─── GIVEN RECORDS

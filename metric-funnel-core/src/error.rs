// Copyright Amazon.com, Inc. or its affiliates. All Rights Reserved.
// SPDX-License-Identifier: Apache-2.0

use crate::{MeasurementKind, PublishError};

/// Errors reported asynchronously to the error sink.
///
/// None of these are ever returned to the code adding measurements: recording a metric must never fail or block the
/// host application. They only exist so that applications can observe metrics being lost.
#[derive(Debug, thiserror::Error)]
#[non_exhaustive]
pub enum Error {
    /// The queue was full and the measurement was dropped.
    #[error("{kind} could not be added to the metrics queue")]
    QueueSaturated {
        /// The kind of the dropped measurement.
        kind: MeasurementKind,
    },
    /// The measurement was added after the client shut down and was dropped.
    #[error("{kind} was added after the metrics client shut down")]
    Closed {
        /// The kind of the dropped measurement.
        kind: MeasurementKind,
    },
    /// A harvested batch couldn't be published and was discarded.
    #[error("an error occurred publishing {gauges} gauges and {counters} counters: {source}")]
    Publish {
        /// Number of gauges in the discarded batch.
        gauges: usize,
        /// Number of counters in the discarded batch.
        counters: usize,
        /// What went wrong.
        #[source]
        source: PublishError,
    },
}
use std::{cell::RefCell, rc::Rc};

use ndarray::{ArrayD, Ix4, Zip, prelude::*};
use rand::Rng;

use super::shape::{expect_len, expect_rank};
use crate::{
    MlErr, Result,
    initialization::{Init, ParamGen},
};

const NAME: &str = "batch_norm";

#[derive(Debug, Clone)]
struct Cache {
    x_hat: Array4<f32>,
    inv_std: Array1<f32>,
}

/// Per-channel batch normalization over `(batch, channels, height, width)` inputs.
///
/// Statistics always come from the current batch. The parameters are one scale per channel
/// followed by one offset per channel.
#[derive(Debug, Clone)]
pub struct BatchNorm {
    channels: usize,
    epsilon: f32,
    cache: Option<Cache>,
}

impl BatchNorm {
    pub const EPSILON: f32 = 1e-5;

    pub fn new(channels: usize) -> Self {
        Self {
            channels,
            epsilon: Self::EPSILON,
            cache: None,
        }
    }

    pub fn size(&self) -> usize {
        2 * self.channels
    }

    pub fn forward(&mut self, params: &[f32], x: ArrayD<f32>) -> Result<ArrayD<f32>> {
        let x = expect_rank::<Ix4>(x, NAME, "(batch, channels, height, width)")?;
        if x.dim().1 != self.channels {
            return Err(MlErr::SizeMismatch {
                what: "batch norm channels",
                got: x.dim().1,
                expected: self.channels,
            });
        }

        let (gamma, beta) = self.view_params(params)?;
        let m = (x.len() / self.channels).max(1) as f32;

        let mut x_hat = Array4::zeros(x.raw_dim());
        let mut y = Array4::zeros(x.raw_dim());
        let mut inv_std = Array1::zeros(self.channels);

        for c in 0..self.channels {
            let xc = x.index_axis(Axis(1), c);
            let mean = xc.sum() / m;
            let var = xc.fold(0f32, |acc, &v| acc + (v - mean).powi(2)) / m;
            let istd = 1. / (var + self.epsilon).sqrt();
            let (g, b) = (gamma[c], beta[c]);

            Zip::from(x_hat.index_axis_mut(Axis(1), c))
                .and(y.index_axis_mut(Axis(1), c))
                .and(&xc)
                .for_each(|h, out, &v| {
                    *h = (v - mean) * istd;
                    *out = g * *h + b;
                });

            inv_std[c] = istd;
        }

        self.cache = Some(Cache { x_hat, inv_std });
        Ok(y.into_dyn())
    }

    pub fn backward(
        &mut self,
        params: &[f32],
        grad: &mut [f32],
        d: ArrayD<f32>,
    ) -> Result<ArrayD<f32>> {
        let d = expect_rank::<Ix4>(d, NAME, "(batch, channels, height, width)")?;
        let Cache { x_hat, inv_std } = self
            .cache
            .as_ref()
            .ok_or(MlErr::BackwardBeforeForward { layer: NAME })?;

        if d.raw_dim() != x_hat.raw_dim() {
            return Err(MlErr::InvalidShape {
                layer: NAME,
                got: d.shape().to_vec(),
                expected: "the shape of the last forward input",
            });
        }

        let (gamma, _) = self.view_params(params)?;
        expect_len("batch norm gradient", grad.len(), self.size())?;
        let (d_gamma, d_beta) = grad.split_at_mut(self.channels);

        let m = (d.len() / self.channels).max(1) as f32;
        let mut dx = Array4::zeros(d.raw_dim());

        for c in 0..self.channels {
            let dc = d.index_axis(Axis(1), c);
            let hc = x_hat.index_axis(Axis(1), c);
            let sum_d = dc.sum();
            let sum_dh = Zip::from(&dc).and(&hc).fold(0f32, |acc, &g, &h| acc + g * h);

            d_gamma[c] += sum_dh;
            d_beta[c] += sum_d;

            let scale = gamma[c] * inv_std[c] / m;
            Zip::from(dx.index_axis_mut(Axis(1), c))
                .and(&dc)
                .and(&hc)
                .for_each(|out, &g, &h| *out = scale * (m * g - sum_d - h * sum_dh));
        }

        Ok(dx.into_dyn())
    }

    pub fn param_gens<R: Rng + 'static>(
        &self,
        rng: &Rc<RefCell<R>>,
    ) -> Result<Vec<Box<dyn ParamGen>>> {
        Ok(vec![
            Init::Const(1.).param_gen(rng, self.channels)?,
            Init::Const(0.).param_gen(rng, self.channels)?,
        ])
    }

    fn view_params<'a>(&self, params: &'a [f32]) -> Result<(&'a [f32], &'a [f32])> {
        expect_len("batch norm parameters", params.len(), self.size())?;
        Ok(params.split_at(self.channels))
    }
}

#[cfg(test)]
mod tests {
    use super::*;
    use crate::test::check_gradients;

    #[test]
    fn normalizes_each_channel() {
        let mut bn = BatchNorm::new(2);
        let params = [1., 2., 0., 3.];
        let x = Array::from_shape_fn((2, 2, 2, 2), |(b, c, i, j)| {
            (b * 4 + i * 2 + j) as f32 * (c + 1) as f32
        });

        let y = bn
            .forward(&params, x.into_dyn())
            .unwrap()
            .into_dimensionality::<Ix4>()
            .unwrap();

        for (c, (scale, offset)) in [(1., 0.), (2., 3.)].into_iter().enumerate() {
            let yc = y.index_axis(Axis(1), c);
            let mean = yc.mean().unwrap();
            let var = yc.mapv(|v| (v - mean).powi(2)).mean().unwrap();
            assert!((mean - offset).abs() < 1e-4);
            assert!((var - scale * scale).abs() < 1e-2);
        }
    }

    #[test]
    fn gradients_match_finite_differences() {
        check_gradients(BatchNorm::new(3).into(), &[2, 3, 2, 2]);
    }
}
mod chained;
mod constant;
mod error;
mod init;
mod param_gen;
mod random;
mod truncated;

pub use chained::ChainedParamGen;
pub use constant::ConstParamGen;
pub use error::{RandErr, Result};
pub use init::Init;
pub use param_gen::ParamGen;
pub use random::RandParamGen;
pub use truncated::TruncatedNormal;
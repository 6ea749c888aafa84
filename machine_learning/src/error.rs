use std::{
    error::Error,
    fmt::{self, Display},
};

use ndarray::ShapeError;

use crate::initialization::RandErr;

/// The result type used in the entire machine learning module.
pub type Result<T> = std::result::Result<T, MlErr>;

/// The machine learning module's error type.
#[derive(Debug)]
pub enum MlErr {
    SizeMismatch {
        what: &'static str,
        got: usize,
        expected: usize,
    },
    InvalidShape {
        layer: &'static str,
        got: Vec<usize>,
        expected: &'static str,
    },
    BackwardBeforeForward {
        layer: &'static str,
    },
    NonFinite {
        what: &'static str,
        value: f32,
    },
    Reshape(ShapeError),
    Init(RandErr),
}

impl Display for MlErr {
    fn fmt(&self, f: &mut fmt::Formatter<'_>) -> fmt::Result {
        match self {
            MlErr::SizeMismatch {
                what,
                got,
                expected,
            } => write!(
                f,
                "There's a size mismatch in {what}, got {got} and expected {expected}"
            ),
            MlErr::InvalidShape {
                layer,
                got,
                expected,
            } => write!(
                f,
                "The {layer} layer got an input of shape {got:?}, expected {expected}"
            ),
            MlErr::BackwardBeforeForward { layer } => write!(
                f,
                "Tried to backpropagate through the {layer} layer before any forward pass"
            ),
            MlErr::NonFinite { what, value } => {
                write!(f, "The {what} diverged to a non finite value ({value})")
            }
            MlErr::Reshape(e) => write!(f, "Failed to reshape an array: {e}"),
            MlErr::Init(e) => write!(f, "Failed to initialize the parameters: {e}"),
        }
    }
}

impl Error for MlErr {
    fn source(&self) -> Option<&(dyn Error + 'static)> {
        match self {
            MlErr::Reshape(e) => Some(e),
            MlErr::Init(e) => Some(e),
            _ => None,
        }
    }
}

impl From<ShapeError> for MlErr {
    fn from(value: ShapeError) -> Self {
        Self::Reshape(value)
    }
}

impl From<RandErr> for MlErr {
    fn from(value: RandErr) -> Self {
        Self::Init(value)
    }
}
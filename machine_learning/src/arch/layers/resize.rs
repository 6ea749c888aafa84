use ndarray::{ArrayD, Ix4, prelude::*};

use super::shape::expect_rank;
use crate::{MlErr, Result};

const NAME: &str = "resize";

/// Bilinear taps of one output coordinate: the two neighbouring inputs and the weight of the
/// second one.
#[derive(Debug, Clone, Copy)]
struct Tap {
    lo: usize,
    hi: usize,
    frac: f32,
}

fn taps(input: usize, output: usize) -> Vec<Tap> {
    let scale = input as f32 / output as f32;

    (0..output)
        .map(|o| {
            let src = o as f32 * scale;
            let lo = (src.floor() as usize).min(input - 1);
            let hi = (lo + 1).min(input - 1);
            Tap {
                lo,
                hi,
                frac: src - lo as f32,
            }
        })
        .collect()
}

/// Bilinear resize of `(batch, channels, height, width)` images to a fixed spatial size.
///
/// Output pixel `o` samples the input at `o * input / output`, so corners are not aligned.
#[derive(Debug, Clone)]
pub struct Resize {
    height: usize,
    width: usize,
    input: Option<(usize, usize, usize, usize)>,
}

impl Resize {
    pub fn new(height: usize, width: usize) -> Self {
        Self {
            height,
            width,
            input: None,
        }
    }

    pub fn forward(&mut self, x: ArrayD<f32>) -> Result<ArrayD<f32>> {
        let x = expect_rank::<Ix4>(x, NAME, "(batch, channels, height, width)")?;
        let (batch, channels, h, w) = x.dim();
        if h == 0 || w == 0 {
            return Err(MlErr::InvalidShape {
                layer: NAME,
                got: x.shape().to_vec(),
                expected: "a non empty image",
            });
        }

        let (ty, tx) = (taps(h, self.height), taps(w, self.width));
        let mut y = Array4::zeros((batch, channels, self.height, self.width));

        for ((b, c, oy, ox), out) in y.indexed_iter_mut() {
            let (Tap { lo: y0, hi: y1, frac: fy }, Tap { lo: x0, hi: x1, frac: fx }) =
                (ty[oy], tx[ox]);
            let top = x[[b, c, y0, x0]] + (x[[b, c, y0, x1]] - x[[b, c, y0, x0]]) * fx;
            let bottom = x[[b, c, y1, x0]] + (x[[b, c, y1, x1]] - x[[b, c, y1, x0]]) * fx;
            *out = top + (bottom - top) * fy;
        }

        self.input = Some(x.dim());
        Ok(y.into_dyn())
    }

    pub fn backward(&mut self, d: ArrayD<f32>) -> Result<ArrayD<f32>> {
        let d = expect_rank::<Ix4>(d, NAME, "(batch, channels, height, width)")?;
        let (batch, channels, h, w) = self
            .input
            .ok_or(MlErr::BackwardBeforeForward { layer: NAME })?;

        let (ty, tx) = (taps(h, self.height), taps(w, self.width));
        let mut dx = Array4::zeros((batch, channels, h, w));

        for ((b, c, oy, ox), &g) in d.indexed_iter() {
            let (Tap { lo: y0, hi: y1, frac: fy }, Tap { lo: x0, hi: x1, frac: fx }) =
                (ty[oy], tx[ox]);
            dx[[b, c, y0, x0]] += g * (1. - fy) * (1. - fx);
            dx[[b, c, y0, x1]] += g * (1. - fy) * fx;
            dx[[b, c, y1, x0]] += g * fy * (1. - fx);
            dx[[b, c, y1, x1]] += g * fy * fx;
        }

        Ok(dx.into_dyn())
    }
}
use std::{
    error::Error,
    fmt::{self, Display},
};

use rand_distr::{NormalError, uniform::Error as UniformError};

/// The specific result type for the different instances of `RandParamGen` generators.
pub type Result<T> = std::result::Result<T, RandErr>;

/// Error returned by the `RandParamGen` constructors whenever the requested distribution
/// can't be built, each constructor has its own constraints.
#[derive(Debug)]
pub struct RandErr(String);

impl RandErr {
    pub(super) fn invalid(reason: impl Into<String>) -> Self {
        Self(reason.into())
    }
}

impl From<NormalError> for RandErr {
    fn from(value: NormalError) -> Self {
        Self(value.to_string())
    }
}

impl From<UniformError> for RandErr {
    fn from(value: UniformError) -> Self {
        Self(value.to_string())
    }
}

impl Display for RandErr {
    fn fmt(&self, f: &mut fmt::Formatter<'_>) -> fmt::Result {
        f.write_str(&self.0)
    }
}

impl Error for RandErr {}
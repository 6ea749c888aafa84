use ndarray::{ArrayD, Zip};

use crate::{MlErr, Result};

#[derive(Debug, Clone, Default)]
pub struct Relu {
    x: Option<ArrayD<f32>>,
}

impl Relu {
    pub fn new() -> Self {
        Self::default()
    }

    pub fn forward(&mut self, x: ArrayD<f32>) -> Result<ArrayD<f32>> {
        let y = x.mapv(|v| v.max(0.));
        self.x = Some(x);
        Ok(y)
    }

    pub fn backward(&mut self, mut d: ArrayD<f32>) -> Result<ArrayD<f32>> {
        let x = self
            .x
            .as_ref()
            .ok_or(MlErr::BackwardBeforeForward { layer: "relu" })?;

        if d.shape() != x.shape() {
            return Err(MlErr::InvalidShape {
                layer: "relu",
                got: d.shape().to_vec(),
                expected: "the shape of the last forward input",
            });
        }

        Zip::from(&mut d).and(x).for_each(|d, &x| {
            if x <= 0. {
                *d = 0.;
            }
        });

        Ok(d)
    }
}

#[cfg(test)]
mod tests {
    use ndarray::array;

    use super::*;

    #[test]
    fn passes_only_positive_inputs() {
        let mut relu = Relu::new();

        let y = relu.forward(array![[-1., 0., 2.]].into_dyn()).unwrap();
        assert_eq!(y, array![[0., 0., 2.]].into_dyn());

        let d = relu.backward(array![[5., 5., 5.]].into_dyn()).unwrap();
        assert_eq!(d, array![[0., 0., 5.]].into_dyn());
    }
}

──────

YOUR TASK: Only the lines above starting with the one with "pub fn new()" and going through the one with "pub fn backward(&mut self, mut" are to be copied, word for word and with both ends kept.

FINAL ANSWER:
    pub fn new() -> Self {
        Self::default()
    }

    pub fn forward(&mut self, x: ArrayD<f32>) -> Result<ArrayD<f32>> {
        let y = x.mapv(|v| v.max(0.));
        self.x = Some(x);
        Ok(y)
    }

    pub fn backward(&mut self, mut d: ArrayD<f32>) -> Result<ArrayD<f32>> {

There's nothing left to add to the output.